Nye attacked President Franklin D. Roosevelt for giving the leaders of England and France "reason to believe that if they would declare war on Germany, help would be forthcoming." He went on to argue that the United States had "sold out, by deliberate falsification, the two European nations with which we had the closest ties. We sent France to her death and have brought England perilously close to it."
On 22nd August, 1940 William Stephenson reported to London that the destroyer deal was agreed upon. The agreement for transferring 50 aging American destroyers, in return for the rights to air and naval basis in Bermuda, Newfoundland, the Caribbean and British Guiana, was announced 3rd September, 1940. The bases were leased for 99 years and the destroyers were of great value as convey escorts. Nye led the campain to defeat the administration Lend Lease proposal. Although Nye persuaded Burton K. Wheeler, Hugh Johnson, Robert LaFollette Jr., Henrik Shipstead, Homer T. Bone, James B. Clark, William Langer, and Arthur Capper, to vote against the measure, it was passed by 60 votes to 31.

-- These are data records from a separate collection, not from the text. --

//! Axum route handlers for the Search API — the second call site of the
//! filter engine. This surface exposes the full facet set (free text,
//! experience floor, skill chips, location, sort) and decorates results
//! with match scores from the ranking subsystem.

use axum::{
    extract::{Query, State},
    Json,
};
use serde::{Deserialize, Serialize};

use crate::errors::AppError;
use crate::models::candidate::Candidate;
use crate::search::criteria::{SearchCriteria, SortKey, StatusFilter};
use crate::search::engine::filter_candidates;
use crate::state::AppState;
use crate::store::fetch_snapshot;
use crate::store::handlers::{DEFAULT_PAGE_LIMIT, MAX_PAGE_LIMIT};

const FACET_LIMIT: u32 = 100;

#[derive(Debug, Deserialize)]
#[serde(default)]
pub struct SearchRequest {
    pub query: Option<String>,
    pub min_experience: i32,
    pub skills: Vec<String>,
    pub location: Option<String>,
    pub status: StatusFilter,
    pub sort: Option<SortKey>,
    pub offset: u32,
    pub limit: u32,
}

impl Default for SearchRequest {
    fn default() -> Self {
        Self {
            query: None,
            min_experience: 0,
            skills: Vec::new(),
            location: None,
            status: StatusFilter::All,
            sort: None,
            offset: 0,
            limit: DEFAULT_PAGE_LIMIT,
        }
    }
}

impl SearchRequest {
    fn criteria(&self) -> SearchCriteria {
        SearchCriteria {
            query: self.query.clone(),
            min_experience: self.min_experience,
            skills: self.skills.clone(),
            location: self.location.clone(),
            status: self.status,
            sort: self.sort,
        }
    }
}

#[derive(Debug, Serialize)]
pub struct SearchResponse {
    /// Matches before pagination.
    pub total_matches: usize,
    pub results: Vec<Candidate>,
}

/// POST /api/v1/search
pub async fn handle_search(
    State(state): State<AppState>,
    Json(request): Json<SearchRequest>,
) -> Result<Json<SearchResponse>, AppError> {
    let criteria = request.criteria();

    let snapshot = fetch_snapshot(state.store.as_ref()).await?;
    let matches = filter_candidates(snapshot, &criteria)?;
    let total_matches = matches.len();

    let limit = request.limit.min(MAX_PAGE_LIMIT);
    let mut results: Vec<Candidate> = matches
        .into_iter()
        .skip(request.offset as usize)
        .take(limit as usize)
        .collect();

    // Ranking happens after filtering and pagination; scores are display
    // data and never feed back into the filter.
    let scores = state.scorer.score(&results, &criteria).await?;
    for (candidate, score) in results.iter_mut().zip(scores) {
        candidate.match_score = Some(score);
    }

    Ok(Json(SearchResponse {
        total_matches,
        results,
    }))
}

#[derive(Debug, Deserialize)]
pub struct FacetQuery {
    #[serde(default = "default_facet_limit")]
    pub limit: u32,
}

fn default_facet_limit() -> u32 {
    FACET_LIMIT
}

/// GET /api/v1/search/skills
pub async fn handle_list_skills(
    State(state): State<AppState>,
    Query(params): Query<FacetQuery>,
) -> Result<Json<Vec<String>>, AppError> {
    let skills = state.store.distinct_skills(params.limit).await?;
    Ok(Json(skills))
}

/// GET /api/v1/search/locations
pub async fn handle_list_locations(
    State(state): State<AppState>,
    Query(params): Query<FacetQuery>,
) -> Result<Json<Vec<String>>, AppError> {
    let locations = state.store.distinct_locations(params.limit).await?;
    Ok(Json(locations))
}
use axum::{
    http::StatusCode,
    response::{IntoResponse, Response},
    Json,
};
use serde_json::json;
use thiserror::Error;

/// Application-level error type.
/// Implements `IntoResponse` so Axum handlers can return `Result<T, AppError>`.
#[derive(Debug, Error)]
pub enum AppError {
    #[error("Not found: {0}")]
    NotFound(String),

    /// Malformed filter configuration (negative experience threshold,
    /// unknown sort key). Raised before any filtering happens — never a
    /// silent empty result.
    #[error("Invalid criteria: {0}")]
    InvalidCriteria(String),

    #[error("Validation error: {0}")]
    Validation(String),

    /// Per-document extraction failure. Carried inside a batch outcome so
    /// one bad document never blocks the rest of the batch.
    #[error("Extraction error: {0}")]
    Extraction(String),

    #[error("Database error: {0}")]
    Database(#[from] sqlx::Error),

    #[error("Internal server error: {0}")]
    Internal(#[from] anyhow::Error),
}

impl IntoResponse for AppError {
    fn into_response(self) -> Response {
        let (status, code, message) = match &self {
            AppError::NotFound(msg) => (StatusCode::NOT_FOUND, "NOT_FOUND", msg.clone()),
            AppError::InvalidCriteria(msg) => {
                (StatusCode::BAD_REQUEST, "INVALID_CRITERIA", msg.clone())
            }
            AppError::Validation(msg) => (StatusCode::BAD_REQUEST, "VALIDATION_ERROR", msg.clone()),
            AppError::Extraction(msg) => (
                StatusCode::UNPROCESSABLE_ENTITY,
                "EXTRACTION_ERROR",
                msg.clone(),
            ),
            AppError::Database(e) => {
                tracing::error!("Database error: {e}");
                (
                    StatusCode::INTERNAL_SERVER_ERROR,
                    "DATABASE_ERROR",
                    "A database error occurred".to_string(),
                )
            }
            AppError::Internal(e) => {
                tracing::error!("Internal error: {e:?}");
                (
                    StatusCode::INTERNAL_SERVER_ERROR,
                    "INTERNAL_ERROR",
                    "An internal server error occurred".to_string(),
                )
            }
        };

        let body = Json(json!({
            "error": {
                "code": code,
                "message": message
            }
        }));

        (status, body).into_response()
    }
}
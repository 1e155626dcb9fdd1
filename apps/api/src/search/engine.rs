//! The candidate filter core.
//!
//! A pure, synchronous transformation: one immutable snapshot of candidates
//! in, the matching subset out. Each candidate is judged independently by a
//! conjunction of facet predicates, every one of which is vacuously true
//! when its criterion is absent. No side effects, no suspension points —
//! concurrent invocations over the same snapshot are trivially safe, and
//! snapshot staleness is the caller's problem, not the engine's.

use crate::errors::AppError;
use crate::models::candidate::Candidate;
use crate::search::criteria::{SearchCriteria, SortKey};

/// Filters `candidates` down to those matching `criteria`.
///
/// Input order is preserved unless a sort key is given; sorting is ascending
/// and stable, so ties keep their input order. Fails with `InvalidCriteria`
/// on malformed criteria before looking at a single candidate. An empty
/// input or criteria matching nothing are valid results, not errors.
pub fn filter_candidates(
    candidates: Vec<Candidate>,
    criteria: &SearchCriteria,
) -> Result<Vec<Candidate>, AppError> {
    criteria.validate()?;

    let mut kept: Vec<Candidate> = candidates
        .into_iter()
        .filter(|c| keep(c, criteria))
        .collect();

    if let Some(key) = criteria.sort {
        sort_candidates(&mut kept, key);
    }

    Ok(kept)
}

/// The per-candidate predicate. Evaluated independently for every candidate;
/// never short-circuited across candidates.
fn keep(candidate: &Candidate, criteria: &SearchCriteria) -> bool {
    text_match(candidate, criteria.query.as_deref())
        && candidate.experience >= criteria.min_experience as u32
        && skill_match(&candidate.skills, &criteria.skills)
        && location_match(&candidate.location, criteria.location.as_deref())
        && criteria.status.matches(candidate.status)
}

/// Case-insensitive substring over name, current role, any skill, or email.
/// An empty or absent query matches everything.
fn text_match(candidate: &Candidate, query: Option<&str>) -> bool {
    let query = match query {
        Some(q) if !q.is_empty() => q.to_lowercase(),
        _ => return true,
    };
    candidate.name.to_lowercase().contains(&query)
        || candidate.current_role.to_lowercase().contains(&query)
        || candidate.email.to_lowercase().contains(&query)
        || candidate
            .skills
            .iter()
            .any(|skill| skill.to_lowercase().contains(&query))
}

/// OR semantics: keep the candidate if any requested skill is among theirs.
/// Skills are canonical tokens, so membership is exact and case-sensitive.
fn skill_match(have: &[String], wanted: &[String]) -> bool {
    wanted.is_empty() || wanted.iter().any(|w| have.iter().any(|h| h == w))
}

/// Case-insensitive substring over location; empty or absent matches all.
fn location_match(location: &str, wanted: Option<&str>) -> bool {
    match wanted {
        Some(w) if !w.is_empty() => location.to_lowercase().contains(&w.to_lowercase()),
        _ => true,
    }
}

fn sort_candidates(candidates: &mut [Candidate], key: SortKey) {
    // Vec::sort_by is stable: ties preserve input order.
    match key {
        SortKey::Name => candidates.sort_by(|a, b| a.name.cmp(&b.name)),
        SortKey::Experience => candidates.sort_by(|a, b| a.experience.cmp(&b.experience)),
        // Undated records sort before dated ones (None < Some).
        SortKey::AddedDate => candidates.sort_by(|a, b| a.added_date.cmp(&b.added_date)),
    }
}
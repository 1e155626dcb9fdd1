use anyhow::{Context, Result};

/// Default per-file upload cap: 10 MiB.
const DEFAULT_MAX_UPLOAD_BYTES: usize = 10 * 1024 * 1024;

/// Application configuration loaded from environment variables.
#[derive(Debug, Clone)]
pub struct Config {
    pub database_url: String,
    pub port: u16,
    pub rust_log: String,
    /// Per-file size limit for CV uploads. Oversized files fail per-item,
    /// never the whole batch.
    pub max_upload_bytes: usize,
}

impl Config {
    pub fn from_env() -> Result<Self> {
        dotenvy::dotenv().ok(); // load .env if present; ignore if missing

        Ok(Config {
            database_url: require_env("DATABASE_URL")?,
            port: std::env::var("PORT")
                .unwrap_or_else(|_| "8080".to_string())
                .parse::<u16>()
                .context("PORT must be a valid port number")?,
            rust_log: std::env::var("RUST_LOG").unwrap_or_else(|_| "info".to_string()),
            max_upload_bytes: std::env::var("MAX_UPLOAD_BYTES")
                .ok()
                .map(|v| v.parse::<usize>())
                .transpose()
                .context("MAX_UPLOAD_BYTES must be a byte count")?
                .unwrap_or(DEFAULT_MAX_UPLOAD_BYTES),
        })
    }
}

fn require_env(key: &str) -> Result<String> {
    std::env::var(key).with_context(|| format!("Required environment variable '{key}' is not set"))
}
//! Match scoring — pluggable, trait-based ranking of search results.
//!
//! Default: `KeywordMatchScorer` (pure-Rust, fast, deterministic, fully
//! testable). A semantic backend can be swapped in behind the same trait.
//!
//! Scores are display data. They are attached to results AFTER the filter
//! engine has run and are never used to filter or reorder them.

use async_trait::async_trait;

use crate::errors::AppError;
use crate::models::candidate::Candidate;
use crate::search::criteria::SearchCriteria;

/// The ranking seam. `AppState` carries an `Arc<dyn MatchScorer>`, swapped
/// at startup without touching handler or engine code.
#[async_trait]
pub trait MatchScorer: Send + Sync {
    /// Returns one 0–100 score per candidate, in input order.
    async fn score(
        &self,
        candidates: &[Candidate],
        criteria: &SearchCriteria,
    ) -> Result<Vec<u32>, AppError>;
}

/// Keyword-overlap scorer.
///
/// Terms are the requested skills plus the free-text query tokens. Per term:
/// exact skill-token hit → strength 1.0; substring hit anywhere in the
/// candidate's text fields → 0.6; otherwise 0.0. The score is the mean
/// strength scaled to 0–100. No terms at all is a vacuous full match.
pub struct KeywordMatchScorer;

#[async_trait]
impl MatchScorer for KeywordMatchScorer {
    async fn score(
        &self,
        candidates: &[Candidate],
        criteria: &SearchCriteria,
    ) -> Result<Vec<u32>, AppError> {
        let terms = score_terms(criteria);
        Ok(candidates
            .iter()
            .map(|c| compute_keyword_score(c, &terms))
            .collect())
    }
}

fn score_terms(criteria: &SearchCriteria) -> Vec<String> {
    let mut terms: Vec<String> = criteria.skills.iter().map(|s| s.to_lowercase()).collect();
    if let Some(query) = &criteria.query {
        terms.extend(
            query
                .split_whitespace()
                .filter(|t| t.len() >= 2)
                .map(str::to_lowercase),
        );
    }
    terms.sort();
    terms.dedup();
    terms
}

fn compute_keyword_score(candidate: &Candidate, terms: &[String]) -> u32 {
    if terms.is_empty() {
        return 100;
    }

    let haystack = format!(
        "{} {} {} {}",
        candidate.name,
        candidate.current_role,
        candidate.location,
        candidate.education.as_deref().unwrap_or_default()
    )
    .to_lowercase();

    let mut total = 0.0_f32;
    for term in terms {
        let skill_hit = candidate
            .skills
            .iter()
            .any(|skill| skill.to_lowercase() == *term);
        let text_hit = haystack.contains(term.as_str())
            || candidate
                .skills
                .iter()
                .any(|skill| skill.to_lowercase().contains(term.as_str()));

        total += if skill_hit {
            1.0
        } else if text_hit {
            0.6
        } else {
            0.0
        };
    }

    ((total / terms.len() as f32) * 100.0).round() as u32
}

The British Security Coordination developed a policy of trying to undermine the leaders of the America First Committee (AFC). Leading isolationists were monitored, targeted and harassed. When Gerald Nye spoke in Boston in September 1941, thousands of handbills were handed out attacking him as an appeaser and Nazi lover. A BSC agent Donald Chase Downes was instructed to spy on the AFC. Bill Macdonald, the author of The True Intrepid: Sir William Stephenson and the Unknown Agents (2001), has pointed out: "Downes eventually discovered there was Nazi activity in New York, Washington, Chicago, San Francisco, Cleveland and Boston. In some cases they traced actual transfers of money from the Nazis to the America Firsters."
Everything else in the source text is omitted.